MARGARET WARNER: All right. Let me ask you about another topic. Yesterday the White House announced that they would no longer go to the American Bar Association and let them pre-screen judicial nominees, nominees for the federal bench. Conservatives have wanted this for a long time. Big victory for them?
PAUL GIGOT: Sure. I don't know how big it is but it is a victory. It reflects the change in the Republican party and the legal community since it was first, the ABA was first called upon by Dwight Eisenhower, a Republican President, in the early 1950s. He brought the ABA in the process because most lawyers then were a lot of white shoe, corporate attorneys who voted Republican. What's happened is the Republican party has gotten more conservative, less white shoe lawyer, more populist. A lot of the lawyer, legal community, has moved left, Democratic. And the ABA, in particular, I think in the eyes of many Republicans, has become a liberal interest group and they don't want them vetting their nominees, particularly with the experiences of Robert Bork and Clarence Thomas where they damaged their nominees
MARK SHIELDS: As far as the populist Republican Party, I'll look forward for them coming out for worker safety standards - and beefing up OSHA --
MARGARET WARNER: The ABA, Mark.
MARK SHIELDS: ABA more populist than Daddy Warbucks.
PAUL GIGOT: Please.
MARK SHIELDS: Mistake made. The ABA provided not only a very useful vehicle for Presidents. I mean you could screen out embarrassing potential nominees before....
MARGARET WARNER: Before their names were public.
MARK SHIELDS: Didn't embarrass the nominee - didn't embarrass the President. The President could use it as an effective means of not nominating some people who could be embarrassing. And as far as Clarence Thomas is concerned there was nothing ideological about him. 15 across the board Democrats and Republicans all voted qualified. There was an ideological decision made on Bork and I think the ABA paid for it and that's what the revenge is about and it is a short sighted move on the part of the administration.
PAUL GIGOT: I think two members of the ABA standing committee said Justice Thomas was not qualified.
MARGARET WARNER: Aren't the Democrats on the Hill saying they won't consider a nominee or vote on one until they hear from the ABA?
MARK SHIELDS: They're saying they want that ABA stamp of approval, which is a way of -
PAUL GIGOT: The protesters give away the game. I mean, the people who are criticizing the President and the administration are the same people, Pat Leahy, the ranking member of the judiciary committee and the "New York times" and so on are not going to like the judges that President Bush sends up anyway.
MARGARET WARNER: Finally before we go tonight, one of the most enduring figures in our business columnist Roland Evans died this afternoon. Your thoughts, Mark.

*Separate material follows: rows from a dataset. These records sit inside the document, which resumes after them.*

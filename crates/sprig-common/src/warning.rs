//! Warnings with colored terminal output.
//!
//! Provides deduplication to avoid spamming the same warning multiple times.
//! Used by the selector builder and the CLI to report input that is accepted
//! but probably not what the caller meant (e.g. an empty class name).

use std::collections::HashSet;
use std::sync::atomic::{AtomicBool, Ordering};
use std::sync::{Mutex, PoisonError};

use owo_colors::OwoColorize;

/// Global set of warnings we've already printed (to deduplicate)
static WARNED: Mutex<Option<HashSet<String>>> = Mutex::new(None);

/// When set, warnings are still recorded but never printed.
static QUIET: AtomicBool = AtomicBool::new(false);

/// Warn about suspicious input (prints once per unique message)
///
/// # Example
/// ```
/// sprig_common::warning::warn_once("Selector", "empty class value");
/// ```
pub fn warn_once(component: &str, message: &str) {
    let key = format!("[{component}] {message}");
    if record(key) && !QUIET.load(Ordering::Relaxed) {
        eprintln!("{}", format!("[Sprig {component}] ⚠ {message}").yellow());
    }
}

/// Silence (or re-enable) warning output for the whole process.
pub fn set_quiet(quiet: bool) {
    QUIET.store(quiet, Ordering::Relaxed);
}

/// Record `key`, returning `true` the first time it is seen.
fn record(key: String) -> bool {
    WARNED
        .lock()
        .unwrap_or_else(PoisonError::into_inner)
        .get_or_insert_with(HashSet::new)
        .insert(key)
}

#[cfg(test)]
mod tests {
    use super::*;

    #[test]
    fn test_record_deduplicates() {
        assert!(record("[Test] dedup-once".to_string()));
        assert!(!record("[Test] dedup-once".to_string()));
        assert!(record("[Test] dedup-other".to_string()));
    }

    #[test]
    fn test_warn_once_records_key() {
        set_quiet(true);
        warn_once("Test", "recorded by warn_once");
        assert!(!record("[Test] recorded by warn_once".to_string()));
        set_quiet(false);
    }
}
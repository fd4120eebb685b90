//! Integration tests for combining selectors.
//!
//! [§ 16 Combinators](https://www.w3.org/TR/selectors-4/#combinators)

use sprig_selector::{Combinator, Selector, SelectorBuilder, SelectorError, class, combine, element, id};

#[test]
fn test_combine_next_sibling() {
    let a = element("div").and_then(|s| s.id("main")).unwrap();
    let b = element("table").and_then(|s| s.id("data")).unwrap();
    let expected = format!("{} + {}", a.stringify(), b.stringify());

    let combined = combine(a, '+', b).unwrap();
    assert_eq!(combined.stringify(), expected);
    assert_eq!(combined.stringify(), "div#main + table#data");
}

#[test]
fn test_combine_every_token() {
    for (token, expected) in [
        ('>', "ul > li"),
        ('+', "ul + li"),
        ('~', "ul ~ li"),
        (' ', "ul   li"),
    ] {
        let combined = combine(element("ul").unwrap(), token, element("li").unwrap()).unwrap();
        assert_eq!(combined.stringify(), expected);
    }
}

#[test]
fn test_combine_accepts_enum_and_str() {
    let by_enum = combine(element("a").unwrap(), Combinator::Child, element("b").unwrap()).unwrap();
    let by_str = combine(element("a").unwrap(), ">", element("b").unwrap()).unwrap();
    assert_eq!(by_enum, by_str);
}

#[test]
fn test_nested_combine_left() {
    let a = element("h1").unwrap();
    let b = element("p").unwrap();
    let c = class("note").unwrap();

    let combined = combine(combine(a, '+', b).unwrap(), '~', c).unwrap();
    assert_eq!(combined.stringify(), "h1 + p ~ .note");
}

#[test]
fn test_nested_combine_right() {
    let inner = combine(element("li").unwrap(), '>', element("a").unwrap()).unwrap();
    let combined = combine(element("nav").unwrap(), '>', inner).unwrap();
    assert_eq!(combined.stringify(), "nav > li > a");
}

#[test]
fn test_then_chains() {
    let selector = Selector::from(id("app").unwrap())
        .then('>', element("main").unwrap())
        .and_then(|s| s.then('~', element("footer").unwrap()))
        .unwrap();
    assert_eq!(selector.stringify(), "#app > main ~ footer");

    let compounds: Vec<String> = selector.compounds().iter().map(|c| c.stringify()).collect();
    assert_eq!(compounds, ["#app", "main", "footer"]);
}

#[test]
fn test_complex_accessors() {
    let Selector::Complex(complex) =
        combine(element("dt").unwrap(), '+', element("dd").unwrap()).unwrap()
    else {
        panic!("expected a complex selector");
    };
    assert_eq!(complex.combinator(), Combinator::NextSibling);
    assert_eq!(complex.left().stringify(), "dt");
    assert_eq!(complex.right().stringify(), "dd");
}

#[test]
fn test_invalid_combinator() {
    let err = combine(element("a").unwrap(), '|', element("b").unwrap()).unwrap_err();
    assert_eq!(err, SelectorError::InvalidCombinator("|".to_string()));

    let err = combine(element("a").unwrap(), "||", element("b").unwrap()).unwrap_err();
    assert_eq!(err, SelectorError::InvalidCombinator("||".to_string()));
}

#[test]
fn test_parse_combinator_tokens() {
    assert_eq!("+".parse::<Combinator>(), Ok(Combinator::NextSibling));
    assert_eq!("~".parse::<Combinator>(), Ok(Combinator::SubsequentSibling));
    assert_eq!(">".parse::<Combinator>(), Ok(Combinator::Child));
    assert_eq!(" ".parse::<Combinator>(), Ok(Combinator::Descendant));
    assert!("".parse::<Combinator>().is_err());
    assert_eq!(Combinator::Child.to_string(), ">");
}

#[test]
fn test_shared_builder_combine_then_reuse() {
    let sb = SelectorBuilder::new();
    let first = sb
        .combine(sb.element("a").unwrap(), '+', sb.element("b").unwrap())
        .unwrap();
    assert_eq!(first.stringify(), "a + b");

    let second = sb.element("c").unwrap();
    assert_eq!(Selector::from(second).stringify(), "c");
}

#[test]
fn test_serialize_structure() {
    let selector = combine(
        element("a").and_then(|s| s.class("x")).unwrap(),
        '>',
        element("b").unwrap(),
    )
    .unwrap();
    let json = serde_json::to_value(&selector).unwrap();

    assert_eq!(json["complex"]["combinator"], "child");
    assert_eq!(
        json["complex"]["left"]["compound"]["fragments"][1],
        serde_json::json!({ "kind": "class", "value": "x" })
    );
    assert_eq!(
        json["complex"]["right"]["compound"]["fragments"][0]["value"],
        "b"
    );
}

MARK SHIELDS: Rollie Evans was a giant. There truly will be a lonely place against this guy. He and Robert Novak co-authored the longest running joint byline column in the history of American journalism. He was a tireless reporter, he was relentless, he was always working as you know, I know, everybody who ever saw him work. And his-- he will be missed. And he made that transition from print to television. He was a colleague on CNN on a show together, always a generous and helpful colleague -- and as devoted a husband as I know to his widow Kay. We send our best.

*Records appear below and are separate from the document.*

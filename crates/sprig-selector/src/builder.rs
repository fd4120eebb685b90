//! The selector factory.
//!
//! [`SelectorBuilder`] holds no state of its own: every entry point starts a
//! fresh [`CompoundSelector`] value and every chain step consumes and
//! returns that value. One builder can therefore be shared freely (even
//! across threads) and each chain behaves as if it came from a brand-new
//! builder.

use crate::error::SelectorError;
use crate::selector::{Combinator, CompoundSelector, Selector};

/// Entry point for building selectors.
///
/// ```
/// use sprig_selector::SelectorBuilder;
///
/// # fn main() -> Result<(), sprig_selector::SelectorError> {
/// let sb = SelectorBuilder::new();
/// let main = sb.element("div")?.id("main")?;
/// let data = sb.element("table")?.id("data")?;
/// assert_eq!(sb.combine(main, '+', data)?.stringify(), "div#main + table#data");
/// # Ok(())
/// # }
/// ```
#[derive(Debug, Clone, Copy, Default, PartialEq, Eq)]
pub struct SelectorBuilder;

#[allow(clippy::unused_self)]
impl SelectorBuilder {
    /// Create a builder.
    #[must_use]
    pub const fn new() -> Self {
        Self
    }

    /// Start a chain with a type selector.
    ///
    /// # Errors
    ///
    /// Never fails on a fresh chain; the `Result` keeps chains uniform.
    pub fn element(self, tag: impl Into<String>) -> Result<CompoundSelector, SelectorError> {
        CompoundSelector::new().element(tag)
    }

    /// Start a chain with an ID selector.
    ///
    /// # Errors
    ///
    /// Never fails on a fresh chain; the `Result` keeps chains uniform.
    pub fn id(self, value: impl Into<String>) -> Result<CompoundSelector, SelectorError> {
        CompoundSelector::new().id(value)
    }

    /// Start a chain with a class selector.
    ///
    /// # Errors
    ///
    /// Never fails on a fresh chain; the `Result` keeps chains uniform.
    pub fn class(self, value: impl Into<String>) -> Result<CompoundSelector, SelectorError> {
        CompoundSelector::new().class(value)
    }

    /// Start a chain with an attribute selector.
    ///
    /// # Errors
    ///
    /// Never fails on a fresh chain; the `Result` keeps chains uniform.
    pub fn attr(self, value: impl Into<String>) -> Result<CompoundSelector, SelectorError> {
        CompoundSelector::new().attr(value)
    }

    /// Start a chain with a pseudo-class.
    ///
    /// # Errors
    ///
    /// Never fails on a fresh chain; the `Result` keeps chains uniform.
    pub fn pseudo_class(self, value: impl Into<String>) -> Result<CompoundSelector, SelectorError> {
        CompoundSelector::new().pseudo_class(value)
    }

    /// Start a chain with a pseudo-element.
    ///
    /// # Errors
    ///
    /// Never fails on a fresh chain; the `Result` keeps chains uniform.
    pub fn pseudo_element(self, value: impl Into<String>) -> Result<CompoundSelector, SelectorError> {
        CompoundSelector::new().pseudo_element(value)
    }

    /// Join two selectors with a combinator.
    ///
    /// `combinator` is a [`Combinator`] or a token (`' '`, `'+'`, `'~'`,
    /// `'>'`, as `char` or `&str`). Either side may be the result of an
    /// earlier `combine`.
    ///
    /// # Errors
    ///
    /// [`SelectorError::InvalidCombinator`] for any other token.
    pub fn combine<C>(
        self,
        left: impl Into<Selector>,
        combinator: C,
        right: impl Into<Selector>,
    ) -> Result<Selector, SelectorError>
    where
        C: TryInto<Combinator>,
        SelectorError: From<C::Error>,
    {
        left.into().then(combinator, right)
    }
}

PAUL GIGOT: Puts a lot of modern day columnists to shame because he believed and understood and worked understanding that you can't just have opinions. You've got to-- he understood the persuasive power of facts, even for a columnist, even for a guy who is on a soap box. And he always was working around town. You could see him in this restaurant, in this bar, in this squash court, working his sources, and, you know, throughout the Cold War, really was one of the premier foreign policy correspondents in Washington.
MARGARET WARNER: Roland Evans, colleague and friend, we'll miss him. Thank you both.
FINALLY - MOVING MAN
RAY SUAREZ: Finally tonight, a man who moves modern dance, senior producer Jeffrey Brown reports.
MARK MORRIS: Attention! I'm Mark Morris, and I'm a choreographer and a dancer, and this is my dance company. We all work together to put on shows for people like you.
JEFFREY BROWN: Mark Morris, explaining dance to a group of fifth graders.
MARK MORRIS: It's about the things that words can't really express very well. ( Music playing )
JEFFREY BROWN: Later that night at George Mason University's Center for the Arts outside Washington, D.C., Morris offered his more customary statement on what dance is all about-- through dance itself, at a performance of the Mark Morris Dance Group. ( Music playing ) Morris grew up in Seattle studying folk and other forms of dance. He then worked with several modern dance companies in New York and started his own group in 1980, at just 24.
MUSIC: Duck duck duck duck duck duck duck duck duck down...
JEFFREY BROWN: Sometimes bizarre... Often baroque... Always brash, Morris quickly gained audiences and attention for his artistry, innovation, and flamboyant personality. (Baroque music playing ) In the early '90s, Morris was awarded a Macarthur Genius grant and co-founded the White Oak Dance Project with ballet superstar Mikhail Baryshnikov.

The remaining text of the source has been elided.